A suspensão da soltura de Alberto Fujimori, ex-presidente do Peru, foi confirmada pelo procurador-geral do país, Carlos Reaño, durante audiência realizada pela Corte IDH na sexta-feira (1/4). Ele ressaltou que o Tribunal Constitucional do Peru tem autonomia e soberania sobre as decisões tomadas e que, internamente, “só está submetido à Constituição”. Ponderou, no entanto, que isso não o exime de se curvar à Convenção Interamericana, da qual o Peru é signatário desde 2003.
O Peru suspendeu uma ordem judicial para libertar da prisão o ex-presidente Alberto Fujimori, condenado por crimes contra a humanidade, depois de uma resolução da Corte Interamericana de Direitos Humanos (Corte IDH) emitida na quarta-feira (30/3).
O órgão intercontinental exigiu que o Estado peruano não cumpra a decisão local até que se decida sobre pedidos feitos por familiares de vítimas nos casos Barrios Altos e La Cantuta, duas matanças que resultaram em 25 mortes e pelas quais Fujimori foi condenado, em 2009.
A soltura foi ordenada pelo Tribunal Constitucional do Peru, a mais alta corte do país, em 28 de março deste ano, a pedido da defesa do ex-mandatário, de 83 anos. O habeas corpus tem com base um indulto concedido a ele “por razões humanitárias” pelo então presidente Pedro Pablo Kuczynski, em 2017, sob o argumento de que Fujimori tem problemas de saúde.

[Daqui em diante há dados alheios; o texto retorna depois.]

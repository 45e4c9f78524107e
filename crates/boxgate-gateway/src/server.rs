//! Server startup and lifecycle

use crate::{routes, AppState, GatewayConfig};
use std::sync::Arc;
use std::time::Duration;
use tokio::net::TcpListener;
use tokio::task::JoinHandle;
use tracing::{debug, info};

/// Run the gateway server
pub async fn run_server(config: GatewayConfig) -> anyhow::Result<()> {
    run_server_with_shutdown(config, std::future::pending()).await
}

/// Run server with graceful shutdown
pub async fn run_server_with_shutdown(
    config: GatewayConfig,
    shutdown_signal: impl std::future::Future<Output = ()> + Send + 'static,
) -> anyhow::Result<()> {
    let state = Arc::new(AppState::new(config.clone()).await?);
    let cleanup = spawn_cleanup(Arc::clone(&state));
    let app = routes::create_router(state);

    let addr = config.bind_addr();
    let listener = TcpListener::bind(&addr).await?;

    info!("🚀 Boxgate listening on http://{}", addr);
    info!("📦 Dropbox-compatible API ready for requests");

    let served = axum::serve(listener, app)
        .with_graceful_shutdown(shutdown_signal)
        .await;
    cleanup.abort();
    served?;

    info!("👋 Gateway shutdown complete");

    Ok(())
}

/// Periodically drop finished jobs and abandoned upload sessions
pub fn spawn_cleanup(state: Arc<AppState>) -> JoinHandle<()> {
    let every = Duration::from_secs(state.config.cleanup_interval_secs.max(1));
    let max_age = state.config.job_expiry();
    tokio::spawn(async move {
        let mut ticker = tokio::time::interval(every);
        // The first tick completes immediately
        ticker.tick().await;
        loop {
            ticker.tick().await;
            debug!("Sweeping expired jobs and upload sessions");
            state.storage.cleanup_expired(max_age).await;
        }
    })
}
//! Normalized file/folder entries and their cursor projection

use crate::path;
use chrono::{DateTime, SecondsFormat, SubsecRound, Utc};
use serde::{Deserialize, Serialize};
use sha2::{Digest, Sha256};

/// Revision reported by backends that have no revision concept
pub const PLACEHOLDER_REV: &str = "000000001";

/// Block size used by the content hash (4 MiB)
pub const CONTENT_HASH_BLOCK_SIZE: usize = 4 * 1024 * 1024;

/// Kind of an entry
#[derive(Clone, Copy, Debug, PartialEq, Eq, Hash, Serialize, Deserialize)]
#[serde(rename_all = "lowercase")]
pub enum EntryTag {
    File,
    Folder,
}

impl EntryTag {
    pub fn as_str(&self) -> &'static str {
        match self {
            Self::File => "file",
            Self::Folder => "folder",
        }
    }
}

/// One file or folder as reported by a driver
#[derive(Clone, Debug, PartialEq, Eq, Serialize, Deserialize)]
pub struct Entry {
    #[serde(rename = ".tag")]
    pub tag: EntryTag,
    /// Leaf name
    pub name: String,
    /// Case-insensitive canonical key
    pub path_lower: String,
    /// Case-preserving path
    pub path_display: String,
    /// Identifier; equals `path_display` on backends without real ids
    pub id: String,
    #[serde(with = "timestamp")]
    pub client_modified: DateTime<Utc>,
    /// For folders this is synthesized (usually creation time)
    #[serde(with = "timestamp")]
    pub server_modified: DateTime<Utc>,
    pub rev: String,
    /// Size in bytes, zero for folders
    #[serde(default)]
    pub size: u64,
    #[serde(default, skip_serializing_if = "Option::is_none")]
    pub content_hash: Option<String>,
}

impl Entry {
    /// Build a file entry
    pub fn file(path_display: impl Into<String>, size: u64, modified: DateTime<Utc>) -> Self {
        Self::new(EntryTag::File, path_display.into(), size, modified)
    }

    /// Build a folder entry
    pub fn folder(path_display: impl Into<String>, created: DateTime<Utc>) -> Self {
        Self::new(EntryTag::Folder, path_display.into(), 0, created)
    }

    fn new(tag: EntryTag, path_display: String, size: u64, modified: DateTime<Utc>) -> Self {
        let modified = modified.trunc_subsecs(3);
        Self {
            tag,
            name: path::basename(&path_display).to_string(),
            path_lower: path_display.to_lowercase(),
            id: path_display.clone(),
            path_display,
            client_modified: modified,
            server_modified: modified,
            rev: PLACEHOLDER_REV.to_string(),
            size,
            content_hash: None,
        }
    }

    pub fn with_id(mut self, id: impl Into<String>) -> Self {
        self.id = id.into();
        self
    }

    pub fn with_rev(mut self, rev: impl Into<String>) -> Self {
        self.rev = rev.into();
        self
    }

    pub fn with_client_modified(mut self, client_modified: DateTime<Utc>) -> Self {
        self.client_modified = client_modified.trunc_subsecs(3);
        self
    }

    pub fn with_content_hash(mut self, hash: impl Into<String>) -> Self {
        self.content_hash = Some(hash.into());
        self
    }

    /// Re-home the entry at another path, keeping everything else
    pub fn relocated(mut self, path_display: impl Into<String>) -> Self {
        let path_display = path_display.into();
        if self.id == self.path_display {
            self.id = path_display.clone();
        }
        self.name = path::basename(&path_display).to_string();
        self.path_lower = path_display.to_lowercase();
        self.path_display = path_display;
        self
    }

    pub fn is_folder(&self) -> bool {
        self.tag == EntryTag::Folder
    }

    pub fn is_file(&self) -> bool {
        self.tag == EntryTag::File
    }

    /// Default sort key: `server_modified` followed by `path_display`.
    ///
    /// The timestamp is rendered at fixed width so that lexical string
    /// comparison agrees with chronological order.
    pub fn sort_key(&self) -> String {
        sort_key(&self.server_modified, &self.path_display)
    }

    /// Minimal projection used as a listing watermark
    pub fn cursor_item(&self) -> CursorItem {
        CursorItem {
            server_modified: self.server_modified,
            path_display: self.path_display.clone(),
            key: None,
        }
    }
}

/// Watermark projection of an [`Entry`]
#[derive(Clone, Debug, PartialEq, Eq, Hash, Serialize, Deserialize)]
pub struct CursorItem {
    #[serde(with = "timestamp_millis")]
    pub server_modified: DateTime<Utc>,
    pub path_display: String,
    /// Backend-native ordering token of the projected entry, when the
    /// driver orders entries by something other than the default key
    #[serde(default, skip_serializing_if = "Option::is_none")]
    pub key: Option<String>,
}

impl CursorItem {
    pub fn new(server_modified: DateTime<Utc>, path_display: impl Into<String>) -> Self {
        Self {
            server_modified: server_modified.trunc_subsecs(3),
            path_display: path_display.into(),
            key: None,
        }
    }

    /// Attach a backend-native ordering token
    pub fn with_key(mut self, key: impl Into<String>) -> Self {
        self.key = Some(key.into());
        self
    }

    /// The native token when present, the default key otherwise
    pub fn sort_key(&self) -> String {
        match &self.key {
            Some(key) => key.clone(),
            None => sort_key(&self.server_modified, &self.path_display),
        }
    }
}

fn sort_key(server_modified: &DateTime<Utc>, path_display: &str) -> String {
    let mut key = server_modified.to_rfc3339_opts(SecondsFormat::Millis, true);
    key.push_str(path_display);
    key
}

/// Dropbox-compatible content hash: SHA-256 over the concatenated SHA-256
/// digests of every 4 MiB block.
pub fn content_hash(data: &[u8]) -> String {
    let mut overall = Sha256::new();
    for block in data.chunks(CONTENT_HASH_BLOCK_SIZE) {
        overall.update(Sha256::digest(block));
    }
    hex::encode(overall.finalize())
}

/// Second-precision timestamps, the way Dropbox renders them
mod timestamp {
    use chrono::{DateTime, SecondsFormat, Utc};
    use serde::{Deserialize, Deserializer, Serializer};

    pub fn serialize<S: Serializer>(value: &DateTime<Utc>, s: S) -> Result<S::Ok, S::Error> {
        s.serialize_str(&value.to_rfc3339_opts(SecondsFormat::Secs, true))
    }

    pub fn deserialize<'de, D: Deserializer<'de>>(d: D) -> Result<DateTime<Utc>, D::Error> {
        let raw = String::deserialize(d)?;
        DateTime::parse_from_rfc3339(&raw)
            .map(|t| t.with_timezone(&Utc))
            .map_err(serde::de::Error::custom)
    }
}

/// Millisecond-precision timestamps; watermarks must survive a round trip
mod timestamp_millis {
    use chrono::{DateTime, SecondsFormat, Utc};
    use serde::{Deserialize, Deserializer, Serializer};

    pub fn serialize<S: Serializer>(value: &DateTime<Utc>, s: S) -> Result<S::Ok, S::Error> {
        s.serialize_str(&value.to_rfc3339_opts(SecondsFormat::Millis, true))
    }

    pub fn deserialize<'de, D: Deserializer<'de>>(d: D) -> Result<DateTime<Utc>, D::Error> {
        let raw = String::deserialize(d)?;
        DateTime::parse_from_rfc3339(&raw)
            .map(|t| t.with_timezone(&Utc))
            .map_err(serde::de::Error::custom)
    }
}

“O Estado peruano reconhece a autonomia e supremacia das decisões de última instância do Tribunal Constitucional, mas o Estado peruano também é enfático em ressaltar que essas decisões não podem ser excluídas do controle convencional dos órgãos do sistema interamericano, já que o que se busca é justamente proteger os direitos humanos dos nossos cidadãos e cidadãs”, declarou o procurador-geral.
Ele afirmou que o Peru obedecerá a todas as ordens da Corte Interamericana. “O presidente da República, em relação aos casos Barrios Altos e La Cantuta, expressa solidariedade aos familiares de vítimas de ambos e se compromete a cumprir com todas as resoluções que a Corte possa emitir, tanto nesses casos como em todos os outros submetidos à convenção da qual o Peru faz parte”, salientou o representante do Estado.
Para a defesa das vítimas, há uma série de falhas na decisão de concessão de liberdade. “O indulto que, hoje, o tribunal constitucional peruano tenta restabelecer é uma isenção de responsabilidade que, de acordo com a jurisprudência da Corte Interamericana, é inadmissível em casos de graves violações de direitos humanos”, defendeu Carlos Rivera, um dos advogados das famílias.
Ele contestou a forma com que o Tribunal Constitucional decidiu pela liberação de Fujimori – sem ouvir representantes das vítimas e com um voto de minerva da presidente, Marianella Ledesma, após votação dividida em três a três.
Rivera listou o que considera falhas na decisão do Tribunal Constitucional: a falta de explicações sobre quais doenças graves justificam a soltura, sobre como as condições da prisão o colocam em risco, sobre a falta de cooperação do condenado para o esclarecimento dos fatos e sobre o contexto de crise política do Peru quando da concessão do indulto. Para ele, a decisão do Tribunal Constitucional tenta “restabelecer a isenção de responsabilidade” de Fujimori.
“A decisão do tribunal constitucional foi tomada sem respeitar as garantias do devido processo e em evidente ilegalidade. Neste sentido, o voto de minerva da magistrada Marianella Ledesma, no expediente do processo, sequer consta alguma das resoluções judiciais que se analisaram e anularam, nem a avaliação médica que serve de base para a concessão de habeas corpus, tampouco as sentenças e resoluções deste alto tribunal”, disse o advogado.
Gisela Ortiz, irmã de umas das vítimas de La Cantuta, fez um apelo para que a Corte IDH “faça justiça” e siga protegendo os direitos de vítimas de crimes contra a humanidade na região.
“Quando se negocia indultos políticos ou quando há um Tribunal Constitucional que decide dar liberdade a Alberto Fujimori, não se leva em conta os direitos das vítimas e dos familiares, não se pergunta se isso diminui o grande dano que nos foi causado, não nos perguntam se as reparações civis foram cumpridas. No entanto, seguimos com familiares desaparecidos e que nunca mais vão voltar. Não é possível que não vamos ter justiça de um Estado que não é capaz de garantir esse direito”, declarou Gisela.